Design and synthesis of new potent 5-HT7 receptor ligands as a candidate for the treatment of central nervous system diseases

Owing to their multifunctional pharmacological profiles (including dual 5-HT1A/5-HT7 action), arylpiperazine derivatives are widely used for treating central nervous system diseases including the depression or neuropathic pain. Herein we describe the design, synthesis and evaluation of biological activity of novel 5-HT7 ligands derived of 2,4,6-triamino-1,3,5-triazine. The studied compounds showed affinity and high selectively towards 5-HT7 receptor with the two most active compounds 34 (K-i = 61 nM), 22 (K-i = 109 nM) showing good metabolic stability and moderate affinity to CYP3A4 isoenzyme.

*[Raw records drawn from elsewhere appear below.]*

use std::collections::HashMap;

use parking_lot::RwLock;

/// Mutable rollout percentages keyed by feature name, shared between a
/// [`crate::PolicyEngineAdapter`] (which reads them on every `evaluate`) and
/// the admin endpoints that adjust them at runtime
/// (`/admin/rollout/{set,rollback,rollback-all,status}`). A feature absent
/// from the map defaults to 0% (always legacy).
#[derive(Default)]
pub struct RolloutRegistry {
    percentages: RwLock<HashMap<String, u8>>,
}

impl RolloutRegistry {
    pub fn new() -> Self {
        Self {
            percentages: RwLock::new(HashMap::new()),
        }
    }

    pub fn get(&self, feature: &str) -> u8 {
        self.percentages.read().get(feature).copied().unwrap_or(0)
    }

    pub fn set(&self, feature: impl Into<String>, percent: u8) {
        self.percentages.write().insert(feature.into(), percent.min(100));
    }

    /// Reset a single feature's rollout back to 0% (all traffic to legacy).
    pub fn rollback(&self, feature: &str) {
        self.percentages.write().insert(feature.to_string(), 0);
    }

    /// Reset every known feature back to 0%.
    pub fn rollback_all(&self) {
        for v in self.percentages.write().values_mut() {
            *v = 0;
        }
    }

    pub fn snapshot(&self) -> HashMap<String, u8> {
        self.percentages.read().clone()
    }
}
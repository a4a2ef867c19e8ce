use parking_lot::RwLock;

use sark_domain::entities::AllowlistEntry;

/// Identifiers (principal ids or IP/CIDR literals) that bypass the
/// enforcement pipeline with a direct allow.
pub struct AllowlistStore(RwLock<Vec<AllowlistEntry>>);

impl AllowlistStore {
    pub fn new() -> Self {
        Self(RwLock::new(Vec::new()))
    }

    pub fn add(&self, entry: AllowlistEntry) {
        let mut guard = self.0.write();
        if !guard.iter().any(|e| e.identifier == entry.identifier) {
            guard.push(entry);
        }
    }

    pub fn remove(&self, identifier: &str) -> bool {
        let mut guard = self.0.write();
        let before = guard.len();
        guard.retain(|e| e.identifier != identifier);
        guard.len() != before
    }

    pub fn contains(&self, identifier: &str) -> bool {
        self.0.read().iter().any(|e| e.identifier == identifier)
    }

    pub fn list(&self) -> Vec<AllowlistEntry> {
        self.0.read().clone()
    }
}

impl Default for AllowlistStore {
    fn default() -> Self {
        Self::new()
    }
}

Compound 22 had high hepatotoxicity at a concentration below 50 mu M, while compound 34 showed low hepatotoxicity even at a concentration above 50 mu M. (C) 2021 Elsevier Masson SAS. All rights reserved.

Automated summary

Arylpiperazine derivatives with dual 5-HT1A/5-HT7 action are widely used for treating central nervous system diseases; two newly designed 5-HT7 ligands showed good metabolic stability and different hepatotoxicity performances.